Control limits to identify outlying hospitals based on risk-stratification

Stat Methods Med Res. 2018 Jun;27(6):1737-1750. doi: 10.1177/0962280216668556. Epub 2016 Sep 19.

Abstract

Outcome indicators are routinely used to compare hospitals with respect to quality of care. Indicators might be based on observed proportions of adverse events (binary outcomes) or observed averages of e.g. lengths or costs of hospital stays (continuous outcomes). These observed values are compared with expected ones in an average hospital, which might be estimated from a reference sample and should be appropriately adjusted for the case mix of patients. One possibility to achieve a reliable adjustment is to stratify the patients according to their risks, where each patient belongs to one and only one stratum. Control limits calculated under the null hypothesis of an average hospital, allowing to decide whether a discrepancy between an observed and an expected value might be explained by chance or not, are then plotted around the indicator, such that hospitals falling above those control limits are detected as being statistically worse than an average hospital. Calculation of valid control limits is however not always obvious.

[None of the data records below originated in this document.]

//! Authentication and relationship message types.
//!
//! # Wire Format
//!
//! The auth request travels as an inner command inside a `direct`
//! envelope:
//!
//! ```json
//! { "cmd": "authpswd", "val": { "username": "alice", "pswd": "secret" } }
//! ```
//!
//! The success payload arrives as a `direct` envelope tagged
//! `mode: "auth"`:
//!
//! ```json
//! {
//!   "cmd": "direct",
//!   "val": {
//!     "mode": "auth",
//!     "payload": {
//!       "username": "alice",
//!       "token": "tok123",
//!       "relationships": [{ "username": "bob", "state": 2, "updated_at": null }]
//!     }
//!   }
//! }
//! ```
//!
//! Relationship changes after login are pushed as
//! `mode: "update_relationship"` envelopes with a single-user payload.

// ============================================================================
// Imports
// ============================================================================

use serde::{Deserialize, Serialize};
use serde_json::json;

use super::packet::Packet;
use super::shape::Shape;

// ============================================================================
// AuthRequest
// ============================================================================

/// Credentials for the `authpswd` command.
///
/// The server accepts a session token in place of the password, which is
/// how re-authentication after a reconnect works without retaining the
/// plaintext password.
#[derive(Debug, Clone, Serialize)]
pub struct AuthRequest {
    /// Account name.
    pub username: String,

    /// Password, or a previously issued session token.
    pub pswd: String,
}

impl AuthRequest {
    /// Creates an auth request.
    #[inline]
    #[must_use]
    pub fn new(username: impl Into<String>, pswd: impl Into<String>) -> Self {
        Self {
            username: username.into(),
            pswd: pswd.into(),
        }
    }

    /// Builds the inner `authpswd` command packet.
    ///
    /// Callers wrap it with [`Packet::direct`] before sending.
    #[must_use]
    pub fn to_packet(&self) -> Packet {
        Packet::new(
            "authpswd",
            json!({ "username": self.username, "pswd": self.pswd }),
        )
    }
}

// ============================================================================
// AuthResponse
// ============================================================================

/// Success payload of an auth call.
///
/// The `mode: "auth"` discriminator is checked by [`AuthResponse::shape`];
/// it is not part of the deserialized struct.
#[derive(Debug, Clone, Deserialize)]
pub struct AuthResponse {
    /// Account and session data.
    pub payload: AuthPayload,
}

impl AuthResponse {
    /// Shape matching `{ "cmd": "direct", "val": { "mode": "auth", ... } }`.
    #[inline]
    #[must_use]
    pub fn shape() -> Shape<Self> {
        Shape::direct_mode("auth")
    }
}

/// Account data returned by a successful auth call.
#[derive(Debug, Clone, Deserialize)]
pub struct AuthPayload {
    /// Canonical account name.
    pub username: String,

    /// Session token, valid until revoked server-side.
    pub token: String,

    /// Relationship list at login time; feeds the blocked-user cache.
    #[serde(default)]
    pub relationships: Vec<Relationship>,
}

// ============================================================================
// Relationship
// ============================================================================

/// One user's relationship entry.
#[derive(Debug, Clone, PartialEq, Deserialize)]
pub struct Relationship {
    /// The other user.
    pub username: String,

    /// Relationship kind.
    pub state: RelationshipState,

    /// Epoch seconds of the last change, when the server knows it.
    #[serde(default)]
    pub updated_at: Option<f64>,
}

/// Relationship kind, as the server encodes it.
///
/// Only removal (0) and block (2) exist on the wire; any other value is a
/// non-match at the shape boundary.
#[derive(Debug, Clone, Copy, PartialEq, Eq, Deserialize)]
#[serde(try_from = "u8")]
pub enum RelationshipState {
    /// State 0: relationship removed (unblock).
    Removed,
    /// State 2: user is blocked.
    Blocked,
}

impl TryFrom<u8> for RelationshipState {
    type Error = String;

    fn try_from(value: u8) -> Result<Self, Self::Error> {
        match value {
            0 => Ok(Self::Removed),
            2 => Ok(Self::Blocked),
            other => Err(format!("unknown relationship state: {other}")),
        }
    }
}

// ============================================================================
// RelationshipPush
// ============================================================================

/// A server-pushed relationship change for one user.
#[derive(Debug, Clone, Deserialize)]
pub struct RelationshipPush {
    /// The changed relationship.
    pub payload: Relationship,
}

impl RelationshipPush {
    /// Shape matching `mode: "update_relationship"` envelopes.
    #[inline]
    #[must_use]
    pub fn shape() -> Shape<Self> {
        Shape::direct_mode("update_relationship")
    }
}

// ============================================================================
// Tests
// ============================================================================

#[cfg(test)]
mod tests {
    use super::*;

    #[test]
    fn test_auth_request_packet() {
        let request = AuthRequest::new("alice", "secret");
        let packet = request.to_packet();

        assert_eq!(packet.cmd, "authpswd");
        assert_eq!(packet.val["username"], "alice");
        assert_eq!(packet.val["pswd"], "secret");
    }

    #[test]
    fn test_auth_response_parsing() {
        let frame = r#"{
            "cmd": "direct",
            "val": {
                "mode": "auth",
                "payload": {
                    "username": "alice",
                    "token": "tok123",
                    "relationships": [
                        { "username": "bob", "state": 2, "updated_at": null }
                    ]
                }
            }
        }"#;

        let packet = Packet::parse(frame).expect("parse packet");
        let response = AuthResponse::shape().matches(&packet).expect("match");

        assert_eq!(response.payload.username, "alice");
        assert_eq!(response.payload.token, "tok123");
        assert_eq!(response.payload.relationships.len(), 1);
        assert_eq!(
            response.payload.relationships[0].state,
            RelationshipState::Blocked
        );
    }

    #[test]
    fn test_auth_shape_ignores_other_modes() {
        let frame = r#"{
            "cmd": "direct",
            "val": { "mode": "post", "payload": { "p": "hi" } }
        }"#;

        let packet = Packet::parse(frame).expect("parse packet");
        assert!(AuthResponse::shape().matches(&packet).is_none());
    }

    #[test]
    fn test_auth_response_without_relationships() {
        let frame = r#"{
            "cmd": "direct",
            "val": {
                "mode": "auth",
                "payload": { "username": "alice", "token": "tok123" }
            }
        }"#;

        let packet = Packet::parse(frame).expect("parse packet");
        let response = AuthResponse::shape().matches(&packet).expect("match");
        assert!(response.payload.relationships.is_empty());
    }

    #[test]
    fn test_relationship_state_codes() {
        assert_eq!(RelationshipState::try_from(0), Ok(RelationshipState::Removed));
        assert_eq!(RelationshipState::try_from(2), Ok(RelationshipState::Blocked));
        assert!(RelationshipState::try_from(1).is_err());
    }

    #[test]
    fn test_relationship_push_parsing() {
        let frame = r#"{
            "cmd": "direct",
            "val": {
                "mode": "update_relationship",
                "payload": { "username": "bob", "state": 0, "updated_at": 1700000000 }
            }
        }"#;

        let packet = Packet::parse(frame).expect("parse packet");
        let push = RelationshipPush::shape().matches(&packet).expect("match");

        assert_eq!(push.payload.username, "bob");
        assert_eq!(push.payload.state, RelationshipState::Removed);
    }

    #[test]
    fn test_unknown_relationship_state_is_non_match() {
        let frame = r#"{
            "cmd": "direct",
            "val": {
                "mode": "update_relationship",
                "payload": { "username": "bob", "state": 7 }
            }
        }"#;

        let packet = Packet::parse(frame).expect("parse packet");
        assert!(RelationshipPush::shape().matches(&packet).is_none());
    }
}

In this article, we propose a simple and unified framework to calculate such control limits when adjustment is based on stratification, where we allow to distinguish and disentangle the variability explained by stratification and the variability due to chance, where we take into account the uncertainty about the estimation of the expected values, and where it is possible not only to detect those hospitals which are statistically worse, but also those which are statistically much worse than an average hospital. The method applies both to binary and continuous outcomes and is illustrated on Swiss hospital discharge data.

Keywords: Adjusted expected values; control limits; funnel plot; outcome indicator; quality of care; stratification.

MeSH terms

  • Algorithms
  • Hospitals / standards*
  • Quality Indicators, Health Care* / statistics & numerical data
  • Quality of Health Care* / statistics & numerical data